• [REQUIRED ACTION]
When you reach the line in the listing below that contains "pub async fn on_action(&mut", begin returning lines exactly as written, and stop after the line that contains "in the background". Return no other lines.
MATERIAL TO PROCESS Block Start
//! UI-agnostic state stores, one per screen.
//!
//! A store owns a `watch` state value, turns actions into new states, and
//! reports one-shot outcomes (navigation, toasts) over an unbounded channel
//! whose single receiver is handed out by the constructor. Background work is
//! spawned into a [`TaskScope`] so it dies with the store.

mod add_habit;
mod auth;
mod dashboard;
mod profile;
mod settings;

pub use add_habit::{AddHabitAction, AddHabitState, AddHabitStore, CATEGORIES};
pub use auth::{
    AuthEvent, CreateAccountAction, CreateAccountState, CreateAccountStore, ForgotPasswordAction,
    ForgotPasswordState, ForgotPasswordStore, LoginAction, LoginState, LoginStore,
};
pub use dashboard::{DashboardAction, DashboardState, DashboardStore, HabitItem};
pub use profile::{ProfileAction, ProfileState, ProfileStore};
pub use settings::{SettingsAction, SettingsEvent, SettingsState, SettingsStore};

use log::{debug, warn};
use std::future::Future;
use tokio::sync::mpsc;
use tokio::task::JoinSet;

#[derive(Debug, Clone, PartialEq, Eq)]
pub enum NavigationEvent {
    NavigateBack,
    NavigateToEditHabit(String),
    NavigateToLogin,
}

/// Tasks bound to a store's lifetime; dropping the scope aborts them
#[derive(Default)]
pub struct TaskScope {
    tasks: JoinSet<()>,
}

impl TaskScope {
    pub fn spawn<F>(&mut self, fut: F)
    where
        F: Future<Output = ()> + Send + 'static,
    {
        self.tasks.spawn(fut);
    }

    /// Wait for every spawned task to finish
    pub async fn settle(&mut self) {
        while let Some(joined) = self.tasks.join_next().await {
            if let Err(e) = joined {
                if e.is_panic() {
                    warn!("Background task panicked: {}", e);
                }
            }
        }
    }

    #[must_use]
    pub fn len(&self) -> usize {
        self.tasks.len()
    }

    #[must_use]
    pub fn is_empty(&self) -> bool {
        self.tasks.is_empty()
    }
}

/// Deliver a one-shot event; a dropped receiver just means nobody is listening
pub(crate) fn emit<E: std::fmt::Debug>(events: &mpsc::UnboundedSender<E>, event: E) {
    if let Err(e) = events.send(event) {
        debug!("Event dropped, no receiver: {:?}", e.0);
    }
}
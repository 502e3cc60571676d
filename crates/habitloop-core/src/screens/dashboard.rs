use chrono::{DateTime, Local, TimeZone};
use habitloop_storage::Habit;
use log::{debug, warn};
use std::sync::Arc;
use tokio::sync::{mpsc, watch};

use super::{emit, NavigationEvent, TaskScope};
use crate::repository::{AuthRepository, HabitRepository, QuoteRepository};
use crate::streak::{is_completed_today, normalize_to_millis, toggle_completion};

/// A habit row as shown on the dashboard
#[derive(Debug, Clone, PartialEq, Eq)]
pub struct HabitItem {
    pub habit: Habit,
    pub completed_today: bool,
}

impl HabitItem {
    fn new<Tz: TimeZone>(mut habit: Habit, now: &DateTime<Tz>) -> Self {
        habit.last_completed = normalize_to_millis(habit.last_completed);
        let completed_today = is_completed_today(habit.last_completed, now);
        Self {
            habit,
            completed_today,
        }
    }
}

fn to_items(habits: &[Habit]) -> Vec<HabitItem> {
    let now = Local::now();
    habits
        .iter()
        .cloned()
        .map(|habit| HabitItem::new(habit, &now))
        .collect()
}

#[derive(Debug, Clone, Default, PartialEq, Eq)]
pub struct DashboardState {
    pub user_name: String,
    pub habits: Vec<HabitItem>,
    pub is_grid_view: bool,
    pub is_refreshing: bool,
    pub quote: String,
    pub quote_author: String,
}

#[derive(Debug, Clone, PartialEq, Eq)]
pub enum DashboardAction {
    ToggleView(bool),
    HabitClicked(String),
    EditClicked(String),
    Refresh,
}

pub struct DashboardStore {
    state: Arc<watch::Sender<DashboardState>>,
    events: mpsc::UnboundedSender<NavigationEvent>,
    habits: Arc<HabitRepository>,
    quotes: Arc<QuoteRepository>,
    watchers: TaskScope,
    jobs: TaskScope,
}

impl DashboardStore {
    /// Build the store and start following the habit, user and quote streams.
    /// Must be called within a tokio runtime.
    #[must_use]
    pub fn new(
        habits: Arc<HabitRepository>,
        auth: &AuthRepository,
        quotes: Arc<QuoteRepository>,
    ) -> (Self, mpsc::UnboundedReceiver<NavigationEvent>) {
        let quote = quotes.current();
        let initial = DashboardState {
            user_name: auth.user().map(|user| user.name).unwrap_or_default(),
            habits: to_items(&habits.snapshot()),
            quote: quote.as_ref().map(|q| q.text.clone()).unwrap_or_default(),
            quote_author: quote.map(|q| q.author).unwrap_or_default(),
            ..DashboardState::default()
        };
        let state = Arc::new(watch::channel(initial).0);
        let (events, receiver) = mpsc::unbounded_channel();

        let mut watchers = TaskScope::default();
        let mut habit_rx = habits.habits();
        let habit_state = state.clone();
        watchers.spawn(async move {
            while habit_rx.changed().await.is_ok() {
                let items = to_items(&habit_rx.borrow_and_update());
                habit_state.send_modify(|s| s.habits = items);
            }
        });

        let mut user_rx = auth.current_user();
        let user_state = state.clone();
        watchers.spawn(async move {
            while user_rx.changed().await.is_ok() {
                let name = user_rx
                    .borrow_and_update()
                    .as_ref()
                    .map(|user| user.name.clone())
                    .unwrap_or_default();
                user_state.send_modify(|s| s.user_name = name);
            }
        });

        let mut quote_rx = quotes.latest();
        let quote_state = state.clone();
        watchers.spawn(async move {
            while quote_rx.changed().await.is_ok() {
                let quote = quote_rx.borrow_and_update().clone();
                if let Some(quote) = quote {
                    quote_state.send_modify(|s| {
                        s.quote = quote.text;
                        s.quote_author = quote.author;
                    });
                }
            }
        });

        let store = Self {
            state,
            events,
            habits,
            quotes,
            watchers,
            jobs: TaskScope::default(),
        };
        (store, receiver)
    }

    #[must_use]
    pub fn state(&self) -> watch::Receiver<DashboardState> {
        self.state.subscribe()
    }

    #[must_use]
    pub fn current(&self) -> DashboardState {
        self.state.borrow().clone()
    }

    pub async fn on_action(&mut self, action: DashboardAction) {
        match action {
            DashboardAction::ToggleView(grid) => {
                self.state.send_modify(|s| s.is_grid_view = grid);
            }
            DashboardAction::HabitClicked(id) => self.toggle(&id),
            DashboardAction::EditClicked(id) => {
                emit(&self.events, NavigationEvent::NavigateToEditHabit(id));
            }
            DashboardAction::Refresh => self.refresh().await,
        }
    }

    /// Flip completion in the visible state right away, persist in the background
    fn toggle(&mut self, id: &str) {
        let now = Local::now();
        let clicked = self
            .state
            .borrow()
            .habits
            .iter()
            .find(|item| item.habit.id == id)
            .map(|item| item.habit.clone());
        let Some(habit) = clicked else {
            warn!("Clicked unknown habit {}", id);
            return;
        };

        let toggled = toggle_completion(&habit, &now);
        let item = HabitItem::new(toggled.clone(), &now);
        self.state.send_modify(|s| {
            if let Some(slot) = s.habits.iter_mut().find(|i| i.habit.id == item.habit.id) {
                *slot = item;
            }
        });

        let habits = self.habits.clone();
        self.jobs.spawn(async move {
            if let Err(e) = habits.update_habit(&toggled).await {
                warn!("Failed to save completion of {}: {}", toggled.id, e);
            }
        });
    }

    async fn refresh(&mut self) {
        self.state.send_modify(|s| s.is_refreshing = true);

        if let Err(e) = self.habits.sync_with_remote().await {
            warn!("Habit sync failed, showing cached data: {}", e);
        }
        let items = to_items(&self.habits.snapshot());
        self.state.send_modify(|s| s.habits = items);

        match self.quotes.refresh_quote().await {
            Ok(fresh) => debug!("Quote refreshed: {}", fresh),
            Err(e) => warn!("Failed to cache quote: {}", e),
        }
        if let Some(quote) = self.quotes.current() {
            self.state.send_modify(|s| {
                s.quote = quote.text;
                s.quote_author = quote.author;
            });
        }

        self.state.send_modify(|s| s.is_refreshing = false);
    }

    /// Wait for background saves started by earlier actions
    pub async fn settle(&mut self) {
        self.jobs.settle().await;
    }

    #[must_use]
    pub fn watcher_count(&self) -> usize {
        self.watchers.len()
    }
}
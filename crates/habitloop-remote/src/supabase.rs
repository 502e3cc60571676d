//! Supabase Storage client for the profile picture bucket.

use anyhow::Result;
use async_trait::async_trait;
use reqwest::{header, Client};

use crate::error::RemoteResult;
use crate::http::{build_client, ResponseExt};
use crate::traits::ObjectStorage;

pub struct SupabaseStorage {
    client: Client,
    base_url: String,
    api_key: String,
    bucket: String,
}

impl SupabaseStorage {
    /// # Errors
    /// Returns an error if the HTTP client cannot be created
    pub fn new(base_url: &str, api_key: String, bucket: String) -> Result<Self> {
        Ok(Self {
            client: build_client()?,
            base_url: base_url.trim_end_matches('/').to_string(),
            api_key,
            bucket,
        })
    }
}

#[async_trait]
impl ObjectStorage for SupabaseStorage {
    async fn upload(&self, name: &str, bytes: Vec<u8>, content_type: &str) -> RemoteResult<()> {
        let url = format!(
            "{}/storage/v1/object/{}/{name}",
            self.base_url, self.bucket
        );
        let size = bytes.len();

        self.client
            .post(url)
            .bearer_auth(&self.api_key)
            .header("apikey", &self.api_key)
            .header("x-upsert", "true")
            .header(header::CONTENT_TYPE, content_type)
            .body(bytes)
            .send()
            .await?
            .ensure_success("Supabase Storage")
            .await?;

        log::info!("Uploaded {name} ({size} bytes) to bucket {}", self.bucket);
        Ok(())
    }

    fn public_url(&self, name: &str) -> String {
        format!(
            "{}/storage/v1/object/public/{}/{name}",
            self.base_url, self.bucket
        )
    }
}
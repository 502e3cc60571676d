//! Closed error taxonomies returned by the remote backends.

use reqwest::StatusCode;
use thiserror::Error;

pub type RemoteResult<T> = Result<T, RemoteError>;

/// Generic network failure kinds
#[derive(Debug, Clone, Copy, PartialEq, Eq, Error)]
pub enum RemoteError {
    #[error("no internet connection")]
    NoInternet,
    #[error("request timed out")]
    RequestTimeout,
    #[error("could not decode the response")]
    Serialization,
    #[error("server error")]
    ServerError,
    #[error("bad request")]
    BadRequest,
    #[error("unauthorized")]
    Unauthorized,
    #[error("forbidden")]
    Forbidden,
    #[error("not found")]
    NotFound,
    #[error("conflict")]
    Conflict,
    #[error("too many requests")]
    TooManyRequests,
    #[error("unknown network error")]
    Unknown,
}

impl RemoteError {
    /// Classify a non-success HTTP status
    #[must_use]
    pub fn from_status(status: StatusCode) -> Self {
        match status.as_u16() {
            400 => Self::BadRequest,
            401 => Self::Unauthorized,
            403 => Self::Forbidden,
            404 => Self::NotFound,
            408 => Self::RequestTimeout,
            409 => Self::Conflict,
            429 => Self::TooManyRequests,
            500..=599 => Self::ServerError,
            _ => Self::Unknown,
        }
    }
}

impl From<reqwest::Error> for RemoteError {
    fn from(err: reqwest::Error) -> Self {
        if err.is_timeout() {
            Self::RequestTimeout
        } else if err.is_connect() {
            Self::NoInternet
        } else if err.is_decode() {
            Self::Serialization
        } else if let Some(status) = err.status() {
            Self::from_status(status)
        } else {
            Self::Unknown
        }
    }
}

impl From<serde_json::Error> for RemoteError {
    fn from(_: serde_json::Error) -> Self {
        Self::Serialization
    }
}

/// Authentication service failure kinds
#[derive(Debug, Clone, Copy, PartialEq, Eq, Error)]
pub enum AuthError {
    #[error("something went wrong, please try again")]
    UnknownError,
    #[error("no account exists for this email")]
    UserNotFound,
    #[error("invalid email or password")]
    InvalidCredentials,
}

impl AuthError {
    /// Map an identity-service error message (e.g. `EMAIL_NOT_FOUND`) to a kind.
    ///
    /// Messages may carry a detail suffix such as `"WEAK_PASSWORD : Password should be ..."`.
    #[must_use]
    pub fn from_code(message: &str) -> Self {
        let code = message.split(':').next().unwrap_or_default().trim();
        match code {
            "EMAIL_NOT_FOUND" | "USER_DISABLED" => Self::UserNotFound,
            "INVALID_PASSWORD" | "INVALID_LOGIN_CREDENTIALS" | "INVALID_EMAIL"
            | "MISSING_PASSWORD" => Self::InvalidCredentials,
            _ => Self::UnknownError,
        }
    }
}

#[cfg(test)]
mod tests {
    use super::*;

    #[test]
    fn test_from_status() {
        assert_eq!(RemoteError::from_status(StatusCode::BAD_REQUEST), RemoteError::BadRequest);
        assert_eq!(RemoteError::from_status(StatusCode::UNAUTHORIZED), RemoteError::Unauthorized);
        assert_eq!(RemoteError::from_status(StatusCode::NOT_FOUND), RemoteError::NotFound);
        assert_eq!(
            RemoteError::from_status(StatusCode::TOO_MANY_REQUESTS),
            RemoteError::TooManyRequests
        );
        assert_eq!(RemoteError::from_status(StatusCode::BAD_GATEWAY), RemoteError::ServerError);
        assert_eq!(RemoteError::from_status(StatusCode::IM_A_TEAPOT), RemoteError::Unknown);
    }

    #[test]
    fn test_auth_error_from_code() {
        assert_eq!(AuthError::from_code("EMAIL_NOT_FOUND"), AuthError::UserNotFound);
        assert_eq!(
            AuthError::from_code("INVALID_LOGIN_CREDENTIALS"),
            AuthError::InvalidCredentials
        );
        assert_eq!(
            AuthError::from_code("INVALID_PASSWORD : The password is invalid"),
            AuthError::InvalidCredentials
        );
        assert_eq!(
            AuthError::from_code("TOO_MANY_ATTEMPTS_TRY_LATER : later"),
            AuthError::UnknownError
        );
        assert_eq!(AuthError::from_code(""), AuthError::UnknownError);
    }
}
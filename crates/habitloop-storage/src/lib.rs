pub mod db;
pub mod migrations;
pub mod models;

pub use db::Database;
pub use models::{Frequency, Habit, Quote, User};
MATERIAL TO PROCESS Block End
• [TASK ANSWER]
    pub async fn on_action(&mut self, action: DashboardAction) {
        match action {
            DashboardAction::ToggleView(grid) => {
                self.state.send_modify(|s| s.is_grid_view = grid);
            }
            DashboardAction::HabitClicked(id) => self.toggle(&id),
            DashboardAction::EditClicked(id) => {
                emit(&self.events, NavigationEvent::NavigateToEditHabit(id));
            }
            DashboardAction::Refresh => self.refresh().await,
        }
    }

    /// Flip completion in the visible state right away, persist in the background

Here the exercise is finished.